Task instructions — Within the records, find every line that includes the word "dayOfTheWeek" and copy it.

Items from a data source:
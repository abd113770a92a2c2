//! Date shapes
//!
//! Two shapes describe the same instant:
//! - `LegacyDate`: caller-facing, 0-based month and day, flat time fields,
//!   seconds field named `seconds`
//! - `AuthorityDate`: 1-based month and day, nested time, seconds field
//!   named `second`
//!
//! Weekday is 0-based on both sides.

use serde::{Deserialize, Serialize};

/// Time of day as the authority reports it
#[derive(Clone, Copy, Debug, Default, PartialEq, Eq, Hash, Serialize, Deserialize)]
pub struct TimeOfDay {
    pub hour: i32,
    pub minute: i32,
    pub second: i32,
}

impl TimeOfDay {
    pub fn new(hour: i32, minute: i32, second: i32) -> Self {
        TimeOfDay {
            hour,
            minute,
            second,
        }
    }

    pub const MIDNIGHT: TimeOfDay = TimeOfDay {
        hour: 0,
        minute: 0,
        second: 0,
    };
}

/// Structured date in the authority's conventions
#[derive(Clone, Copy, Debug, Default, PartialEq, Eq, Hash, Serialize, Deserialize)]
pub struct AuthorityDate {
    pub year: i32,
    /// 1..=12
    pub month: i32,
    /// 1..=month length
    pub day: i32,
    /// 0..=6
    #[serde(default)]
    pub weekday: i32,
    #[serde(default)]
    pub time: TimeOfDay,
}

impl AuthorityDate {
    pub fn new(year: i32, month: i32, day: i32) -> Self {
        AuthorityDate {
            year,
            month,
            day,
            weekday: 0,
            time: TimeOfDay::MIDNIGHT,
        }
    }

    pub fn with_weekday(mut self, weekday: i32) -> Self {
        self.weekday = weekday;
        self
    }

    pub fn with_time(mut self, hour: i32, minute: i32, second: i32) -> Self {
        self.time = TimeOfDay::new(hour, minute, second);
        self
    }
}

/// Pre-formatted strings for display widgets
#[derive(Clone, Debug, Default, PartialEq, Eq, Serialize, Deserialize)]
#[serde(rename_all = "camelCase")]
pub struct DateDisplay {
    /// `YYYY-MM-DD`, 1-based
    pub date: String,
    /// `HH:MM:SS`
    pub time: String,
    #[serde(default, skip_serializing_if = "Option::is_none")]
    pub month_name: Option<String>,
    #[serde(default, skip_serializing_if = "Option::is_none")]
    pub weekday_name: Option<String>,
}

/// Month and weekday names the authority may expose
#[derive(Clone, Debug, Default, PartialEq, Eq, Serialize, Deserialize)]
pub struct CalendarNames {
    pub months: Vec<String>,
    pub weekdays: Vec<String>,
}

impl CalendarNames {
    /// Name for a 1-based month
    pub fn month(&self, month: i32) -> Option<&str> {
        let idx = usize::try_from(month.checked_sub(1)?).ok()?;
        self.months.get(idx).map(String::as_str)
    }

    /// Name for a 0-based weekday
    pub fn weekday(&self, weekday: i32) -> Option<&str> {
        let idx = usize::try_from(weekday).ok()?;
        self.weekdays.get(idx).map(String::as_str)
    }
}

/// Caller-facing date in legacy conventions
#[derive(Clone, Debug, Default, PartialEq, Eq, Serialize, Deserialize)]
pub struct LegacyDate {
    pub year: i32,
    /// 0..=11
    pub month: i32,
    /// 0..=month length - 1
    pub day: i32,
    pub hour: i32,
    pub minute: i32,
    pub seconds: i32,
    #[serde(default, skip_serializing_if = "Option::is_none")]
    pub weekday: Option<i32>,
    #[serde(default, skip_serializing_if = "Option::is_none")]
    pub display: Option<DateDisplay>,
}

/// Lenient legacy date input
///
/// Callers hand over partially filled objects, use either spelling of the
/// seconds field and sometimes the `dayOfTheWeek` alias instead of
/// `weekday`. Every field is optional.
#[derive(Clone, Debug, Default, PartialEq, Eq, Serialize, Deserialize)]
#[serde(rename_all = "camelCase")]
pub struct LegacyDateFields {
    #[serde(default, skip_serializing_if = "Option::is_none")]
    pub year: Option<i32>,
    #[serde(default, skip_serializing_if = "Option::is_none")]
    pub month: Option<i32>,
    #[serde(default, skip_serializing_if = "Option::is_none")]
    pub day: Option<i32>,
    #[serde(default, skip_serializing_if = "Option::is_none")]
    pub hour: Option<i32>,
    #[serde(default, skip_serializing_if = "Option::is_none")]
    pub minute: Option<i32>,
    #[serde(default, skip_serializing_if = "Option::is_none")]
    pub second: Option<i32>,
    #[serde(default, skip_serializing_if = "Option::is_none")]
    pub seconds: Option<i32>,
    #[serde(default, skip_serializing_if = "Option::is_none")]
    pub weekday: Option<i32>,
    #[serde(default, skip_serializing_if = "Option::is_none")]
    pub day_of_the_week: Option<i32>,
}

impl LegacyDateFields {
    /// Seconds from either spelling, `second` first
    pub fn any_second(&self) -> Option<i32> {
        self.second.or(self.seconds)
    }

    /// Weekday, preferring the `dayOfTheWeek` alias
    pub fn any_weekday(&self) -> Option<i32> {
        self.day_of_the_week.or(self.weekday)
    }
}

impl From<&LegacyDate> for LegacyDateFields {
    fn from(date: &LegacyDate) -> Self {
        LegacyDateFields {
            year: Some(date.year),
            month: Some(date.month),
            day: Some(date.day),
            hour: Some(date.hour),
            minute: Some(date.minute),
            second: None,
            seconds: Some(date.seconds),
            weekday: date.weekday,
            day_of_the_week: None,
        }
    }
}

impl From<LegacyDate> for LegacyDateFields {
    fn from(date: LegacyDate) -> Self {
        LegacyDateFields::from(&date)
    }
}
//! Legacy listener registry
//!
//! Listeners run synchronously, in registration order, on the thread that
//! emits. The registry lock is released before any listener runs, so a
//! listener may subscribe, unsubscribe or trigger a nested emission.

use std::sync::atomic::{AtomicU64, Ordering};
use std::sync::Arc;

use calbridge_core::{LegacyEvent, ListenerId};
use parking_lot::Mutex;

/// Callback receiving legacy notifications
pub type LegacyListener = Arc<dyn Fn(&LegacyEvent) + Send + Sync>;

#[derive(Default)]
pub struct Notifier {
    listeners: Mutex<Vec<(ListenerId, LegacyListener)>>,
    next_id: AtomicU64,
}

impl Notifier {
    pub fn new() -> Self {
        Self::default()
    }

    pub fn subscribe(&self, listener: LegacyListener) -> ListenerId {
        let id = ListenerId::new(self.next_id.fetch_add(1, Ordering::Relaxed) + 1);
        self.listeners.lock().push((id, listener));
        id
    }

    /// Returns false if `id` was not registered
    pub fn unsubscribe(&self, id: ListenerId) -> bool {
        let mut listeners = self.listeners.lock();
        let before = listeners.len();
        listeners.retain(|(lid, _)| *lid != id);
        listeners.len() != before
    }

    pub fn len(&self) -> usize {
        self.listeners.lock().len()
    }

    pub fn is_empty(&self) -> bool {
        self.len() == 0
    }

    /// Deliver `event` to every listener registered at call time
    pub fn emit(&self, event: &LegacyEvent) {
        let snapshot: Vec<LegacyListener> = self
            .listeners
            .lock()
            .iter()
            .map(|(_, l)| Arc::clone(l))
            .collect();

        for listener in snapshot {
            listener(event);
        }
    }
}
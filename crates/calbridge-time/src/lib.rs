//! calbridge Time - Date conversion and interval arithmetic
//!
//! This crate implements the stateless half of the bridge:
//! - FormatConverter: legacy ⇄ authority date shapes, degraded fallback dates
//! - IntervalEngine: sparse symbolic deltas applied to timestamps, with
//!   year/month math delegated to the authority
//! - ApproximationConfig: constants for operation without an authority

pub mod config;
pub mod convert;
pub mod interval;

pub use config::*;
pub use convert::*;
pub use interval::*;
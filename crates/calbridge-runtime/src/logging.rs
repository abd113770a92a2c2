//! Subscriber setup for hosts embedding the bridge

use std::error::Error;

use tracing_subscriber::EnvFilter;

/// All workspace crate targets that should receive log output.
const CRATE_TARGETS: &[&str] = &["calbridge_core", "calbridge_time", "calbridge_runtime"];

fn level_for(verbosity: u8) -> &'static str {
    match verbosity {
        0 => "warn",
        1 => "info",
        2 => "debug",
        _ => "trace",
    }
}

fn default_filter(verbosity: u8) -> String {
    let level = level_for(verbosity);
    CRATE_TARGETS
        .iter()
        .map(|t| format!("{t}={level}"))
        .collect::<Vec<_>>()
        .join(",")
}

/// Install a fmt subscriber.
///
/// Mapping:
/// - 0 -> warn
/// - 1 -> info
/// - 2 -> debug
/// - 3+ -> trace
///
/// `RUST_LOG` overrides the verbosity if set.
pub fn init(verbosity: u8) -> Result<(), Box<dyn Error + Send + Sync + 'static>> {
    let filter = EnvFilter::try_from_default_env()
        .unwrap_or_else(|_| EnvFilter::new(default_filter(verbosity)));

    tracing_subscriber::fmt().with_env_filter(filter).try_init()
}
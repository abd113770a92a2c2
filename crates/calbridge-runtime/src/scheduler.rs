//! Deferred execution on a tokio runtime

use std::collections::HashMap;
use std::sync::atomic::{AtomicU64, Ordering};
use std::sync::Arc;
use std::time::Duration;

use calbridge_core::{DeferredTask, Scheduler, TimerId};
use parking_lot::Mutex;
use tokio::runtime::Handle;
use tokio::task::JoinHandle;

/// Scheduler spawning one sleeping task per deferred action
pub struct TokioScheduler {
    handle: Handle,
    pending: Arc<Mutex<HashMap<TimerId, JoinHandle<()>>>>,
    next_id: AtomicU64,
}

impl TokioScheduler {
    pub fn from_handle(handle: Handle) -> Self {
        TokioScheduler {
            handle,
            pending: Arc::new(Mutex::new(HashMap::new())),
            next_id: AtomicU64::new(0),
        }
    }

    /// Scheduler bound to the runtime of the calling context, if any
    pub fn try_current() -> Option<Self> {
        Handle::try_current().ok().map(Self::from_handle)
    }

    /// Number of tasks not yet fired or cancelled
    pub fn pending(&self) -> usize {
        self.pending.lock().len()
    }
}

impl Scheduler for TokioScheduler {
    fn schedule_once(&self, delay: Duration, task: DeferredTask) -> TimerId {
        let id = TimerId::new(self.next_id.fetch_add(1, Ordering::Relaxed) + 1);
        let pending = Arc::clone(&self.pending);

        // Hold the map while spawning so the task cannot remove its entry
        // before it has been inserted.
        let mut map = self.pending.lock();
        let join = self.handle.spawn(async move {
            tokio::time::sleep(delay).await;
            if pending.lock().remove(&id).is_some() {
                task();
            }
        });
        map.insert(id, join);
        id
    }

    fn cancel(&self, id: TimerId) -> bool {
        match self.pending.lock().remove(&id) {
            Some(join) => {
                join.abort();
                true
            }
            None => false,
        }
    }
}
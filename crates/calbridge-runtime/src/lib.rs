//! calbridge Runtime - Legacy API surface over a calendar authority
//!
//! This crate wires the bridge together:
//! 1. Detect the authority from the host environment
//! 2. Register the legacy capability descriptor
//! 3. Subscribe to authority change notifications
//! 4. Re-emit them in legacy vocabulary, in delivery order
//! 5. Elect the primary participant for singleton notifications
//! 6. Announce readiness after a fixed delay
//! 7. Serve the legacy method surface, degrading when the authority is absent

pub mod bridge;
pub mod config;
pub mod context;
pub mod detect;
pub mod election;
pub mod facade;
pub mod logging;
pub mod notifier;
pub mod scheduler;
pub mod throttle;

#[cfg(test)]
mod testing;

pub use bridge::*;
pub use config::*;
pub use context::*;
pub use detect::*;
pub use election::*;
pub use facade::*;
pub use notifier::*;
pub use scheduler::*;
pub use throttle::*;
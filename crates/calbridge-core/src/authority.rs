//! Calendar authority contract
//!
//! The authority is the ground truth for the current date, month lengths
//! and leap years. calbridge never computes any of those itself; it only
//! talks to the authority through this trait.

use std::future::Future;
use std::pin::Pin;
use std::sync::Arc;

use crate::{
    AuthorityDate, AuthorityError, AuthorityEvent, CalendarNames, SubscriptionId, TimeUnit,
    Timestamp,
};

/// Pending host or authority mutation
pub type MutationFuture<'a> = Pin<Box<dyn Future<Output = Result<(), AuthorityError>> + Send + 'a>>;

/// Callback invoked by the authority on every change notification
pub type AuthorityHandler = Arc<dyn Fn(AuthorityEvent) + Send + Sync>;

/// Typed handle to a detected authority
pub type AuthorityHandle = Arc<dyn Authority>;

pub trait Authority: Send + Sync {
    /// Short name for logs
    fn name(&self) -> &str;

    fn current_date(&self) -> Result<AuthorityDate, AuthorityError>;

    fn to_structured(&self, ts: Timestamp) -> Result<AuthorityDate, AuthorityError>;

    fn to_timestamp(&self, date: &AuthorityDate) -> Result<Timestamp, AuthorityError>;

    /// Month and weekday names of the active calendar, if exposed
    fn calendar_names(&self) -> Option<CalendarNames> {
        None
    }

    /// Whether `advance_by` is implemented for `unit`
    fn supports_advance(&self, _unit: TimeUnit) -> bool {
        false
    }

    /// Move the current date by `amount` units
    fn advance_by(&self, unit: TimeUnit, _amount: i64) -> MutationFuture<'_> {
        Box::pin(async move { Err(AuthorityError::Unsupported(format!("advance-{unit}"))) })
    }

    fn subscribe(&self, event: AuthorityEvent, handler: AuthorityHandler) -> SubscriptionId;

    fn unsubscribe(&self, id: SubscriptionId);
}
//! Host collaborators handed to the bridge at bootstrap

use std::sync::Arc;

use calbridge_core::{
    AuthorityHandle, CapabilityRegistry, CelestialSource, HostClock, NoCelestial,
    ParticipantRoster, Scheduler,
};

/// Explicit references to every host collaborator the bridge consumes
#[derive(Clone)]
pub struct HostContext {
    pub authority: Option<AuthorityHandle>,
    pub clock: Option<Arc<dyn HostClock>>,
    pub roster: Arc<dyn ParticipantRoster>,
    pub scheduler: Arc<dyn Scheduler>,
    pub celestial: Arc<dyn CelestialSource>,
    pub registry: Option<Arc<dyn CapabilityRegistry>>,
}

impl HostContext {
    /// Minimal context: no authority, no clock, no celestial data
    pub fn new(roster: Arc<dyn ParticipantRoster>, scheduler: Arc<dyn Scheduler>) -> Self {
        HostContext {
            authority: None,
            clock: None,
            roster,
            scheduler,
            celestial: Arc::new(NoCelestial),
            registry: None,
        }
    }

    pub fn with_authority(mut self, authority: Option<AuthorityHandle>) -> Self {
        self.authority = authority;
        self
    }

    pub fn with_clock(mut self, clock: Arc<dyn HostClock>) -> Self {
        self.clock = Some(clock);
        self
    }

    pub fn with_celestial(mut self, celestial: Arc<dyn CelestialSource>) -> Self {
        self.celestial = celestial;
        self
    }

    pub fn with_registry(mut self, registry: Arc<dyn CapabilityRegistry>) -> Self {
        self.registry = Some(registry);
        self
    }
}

Reply —
/// seconds field and sometimes the `dayOfTheWeek` alias instead of
    /// Weekday, preferring the `dayOfTheWeek` alias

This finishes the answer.